▼
use std::sync::Arc;

use agenda_core::models::reminder::{PatientContact, UpsertContactRequest};
use axum::{
    Json,
    extract::{Path, State},
};
use uuid::Uuid;

use crate::{ApiState, middleware::error_handling::AppError};

#[axum::debug_handler]
pub async fn upsert_contact(
    State(state): State<Arc<ApiState>>,
    Path(patient_id): Path<Uuid>,
    Json(payload): Json<UpsertContactRequest>,
) -> Result<Json<PatientContact>, AppError> {
    let contact = PatientContact {
        patient_id,
        phone: payload.phone,
    };
    state.store.upsert_patient_contact(&contact).await?;
    tracing::info!("Contact updated for patient {}", patient_id);
    Ok(Json(contact))
}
▲
● **About this exercise**
Every line from the one containing "-> Result<Json<PatientContact>, AppError>" through the last line of the entries should be output exactly; nothing else belongs in the reply.

● **Answer area**
) -> Result<Json<PatientContact>, AppError> {
    let contact = PatientContact {
        patient_id,
        phone: payload.phone,
    };
    state.store.upsert_patient_contact(&contact).await?;
    tracing::info!("Contact updated for patient {}", patient_id);
    Ok(Json(contact))
}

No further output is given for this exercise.